We are always taught to appreciate what we have, or we may risk losing it. This has never been truer than our need to be appreciative of having easy access to clean water, which most of us take for granted. If you are lucky enough to not be one of the 2.2 billion who do not have access to safe drinking water, be aware this may not continue to be true in the future. We never realize the severity of the depletion of resources until it directly affects us. Within the Middle East,  people are becoming more aware of an impending crisis we may face if we continue to ignore climate change and specifically water scarcity. Although it is common to feel as though these issues don’t affect us now, the sooner action is taken to raise awareness and resolve them the less disastrous the future consequences will be. 


Water composes over 70% of the Earth’s surface, yet its availability is rapidly depleting. According to the Water Project, The shortage of fresh groundwater sources in Jordan has prompted a 30% increase in water costs, thus lowering its accessibility. As the people of Yemen continue to face high rates of malnutrition, more people fall victim to the nation’s water scarcity. As shown by data collected by the Food and Agriculture Organization of the UN, 13 countries within the Middle East have been recognized by the UN as falling under the benchmark for “absolute water scarcity” as of 2014. Considering the limited precipitation rates of the dry desert climate, Arab countries facing absolute water scarcity are consuming more water than they can sustain, and the World Bank estimates that by 2040 over half of the MENA region will be under extremely high water stress. So how did we get to this point?


Groundwater sources, such as rivers and underground layers of rock saturated with water, require replenishment at a rate higher or at least equal to the rate of our use of them. In our dry climates this has been insufficient, therefore requiring us to develop new sources for clean water. Desalination, the process of removing salt from seawater for daily use, has grown to be the most practiced technique of water consumption in response to water shortages across the world and has been practiced in the Middle East for over 50 years, this however has its drawbacks. It increases the carbon footprint of the region due to the thermal method of extraction, in addition to polluting the groundwater sources and soil. Although desalination appears to be a temporary solution to sourcing water, its consequences will be detrimental to the region in the long term.

As stated by WeForumWater Scarcity has been a result and a contributor to climate change, especially in the Middle East. Therefore it is our responsibility to protect the environment and think of how we can reduce the impact of unsustainable water consumption? Better yet, how can we completely stop it?
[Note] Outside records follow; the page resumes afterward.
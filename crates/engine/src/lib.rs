//! # Cardwise Engine
//!
//! The context-budget and working-set engine. Per turn:
//!
//! ```text
//! message -> classify -> score -> load tiers -> prompt + generate
//!         -> extract citations -> fuse confidence -> update working set
//!         -> maybe compact
//! ```
//!
//! Every step except generation is a pure function or best-effort, and can
//! be used on its own. [`TurnProcessor`] wires them over the collaborator
//! traits from `cardwise-core`.

pub mod citation;
pub mod compactor;
pub mod confidence;
pub mod intent;
pub mod loader;
pub mod prompt;
pub mod relevance;
pub mod token;
pub mod turn;
pub mod working_set;

#[cfg(test)]
pub(crate) mod test_helpers;

pub use citation::extract_citations;
pub use compactor::{CompactionThresholds, ContextCompactor, LlmSummarizer, crossed, maybe_compact};
pub use confidence::{fuse_confidence, fuse_confidence_with};
pub use intent::{LlmIntentClassifier, classify_intent, keyword_intent};
pub use loader::load_cards_by_relevance;
pub use prompt::{PromptBuilder, PromptInput, PromptStats};
pub use relevance::score_relevance;
pub use turn::{ConversationLocks, TurnOutcome, TurnProcessor, TurnSettings};
pub use working_set::update_active_set;
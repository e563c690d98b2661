//! Sliding-window request limiter.
//!
//! One instance is built per deployment unit and handed to every
//! [`GuardedProvider`](crate::GuardedProvider) that should share its budget.
//! Counters are keyed by scope (typically the provider name), so separate
//! scopes never consume each other's allowance.

use std::collections::HashMap;
use std::sync::Mutex;
use std::time::{Duration, Instant};

/// Per-scope sliding-window rate limiter.
#[derive(Debug)]
pub struct RateLimiter {
    max_requests: usize,
    window: Duration,
    scopes: Mutex<HashMap<String, Vec<Instant>>>,
}

impl RateLimiter {
    pub fn new(max_requests: usize, window: Duration) -> Self {
        Self {
            max_requests,
            window,
            scopes: Mutex::new(HashMap::new()),
        }
    }

    /// Build from the `[rate_limit]` config section. Returns `None` when
    /// rate limiting is disabled.
    pub fn from_config(config: &cardwise_config::RateLimitConfig) -> Option<Self> {
        config
            .enabled
            .then(|| Self::new(config.max_requests, Duration::from_secs(config.window_secs)))
    }

    /// Record a request for `scope` if it fits in the window.
    ///
    /// Returns `true` if allowed. Rejected requests are not recorded.
    pub fn check(&self, scope: &str) -> bool {
        let now = Instant::now();
        let mut scopes = self.scopes.lock().unwrap_or_else(|e| e.into_inner());

        let timestamps = scopes.entry(scope.to_string()).or_default();
        timestamps.retain(|t| now.duration_since(*t) < self.window);

        if timestamps.len() >= self.max_requests {
            return false;
        }

        timestamps.push(now);
        true
    }

    /// How long until `scope` may send again. Zero when it may send now.
    pub fn retry_after(&self, scope: &str) -> Duration {
        let now = Instant::now();
        let scopes = self.scopes.lock().unwrap_or_else(|e| e.into_inner());

        let Some(timestamps) = scopes.get(scope) else {
            return Duration::ZERO;
        };

        let live: Vec<&Instant> = timestamps
            .iter()
            .filter(|t| now.duration_since(**t) < self.window)
            .collect();

        if live.len() < self.max_requests {
            return Duration::ZERO;
        }

        live.first()
            .map(|oldest| self.window.saturating_sub(now.duration_since(**oldest)))
            .unwrap_or(Duration::ZERO)
    }

    /// Requests still available to `scope` in the current window.
    pub fn remaining(&self, scope: &str) -> usize {
        let now = Instant::now();
        let scopes = self.scopes.lock().unwrap_or_else(|e| e.into_inner());
        let used = scopes
            .get(scope)
            .map(|ts| ts.iter().filter(|t| now.duration_since(**t) < self.window).count())
            .unwrap_or(0);
        self.max_requests.saturating_sub(used)
    }
}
As the future leaders and policymakers of our nations, we have a responsibility to ensure that we take as much action as possible to make a change.  Although the processes that lead to unsustainable water consumption are industry and government-based, raising awareness on their severity can prompt those with more authority in a higher position of power to introduce the changes that will yield more sustainable consumption options. Multiple awareness initiatives can be taken in schools; for example, challenge teachers, students, and faculty to engage in trying to survive one day on a set amount of liters of water. Placing others around you in positions where they need to be aware of their water use, even if just for 24 hours, will encourage them to see the daily reality for people residing in nations facing absolute water scarcity and come to the realization that it is a prominent issue that needs resolving. With the rising prominence of youth engaging in marches worldwide, another initiative is to organize a sponsored march– however, there’s a twist: those participating must carry a jug of water on their heads as they walk, which is the length many women and children must take daily in order to have access to water, regardless of its sanitation.

 While advocacy efforts such as these are important in ensuring the spread of awareness on this prominent yet sparsely discussed issue, you can take part in making an active impact within your school. Schools across Qatar have the opportunity to receive ‘Green Flag Status’ in an initiative known as the Eco-Schools initiative if they exhibit and maintain a certain standard of sustainability. Among the requirements that must be met is one about water wastage and usage, which YOU can help your school achieve. If the majority of schools in Doha work to achieve this it can create a substantial change in which their efforts will ripple across the nation and soon convey to industrial organizations and those in power the importance of reducing our unsustainable water usage.

There was a time when one could only dream about the youth having a voice in governmental, political, and economic matters in regards to crucial issues such as the climate situation. However over the past month the world has watched as the odds have been defied, and the voices of the youth have come together in solidarity for the betterment of our world. So no matter how seemingly insignificant you believe taking action in advocacy or change-making is, realize that not only do we, the youth, have a voice, but it is one that will no longer be silenced.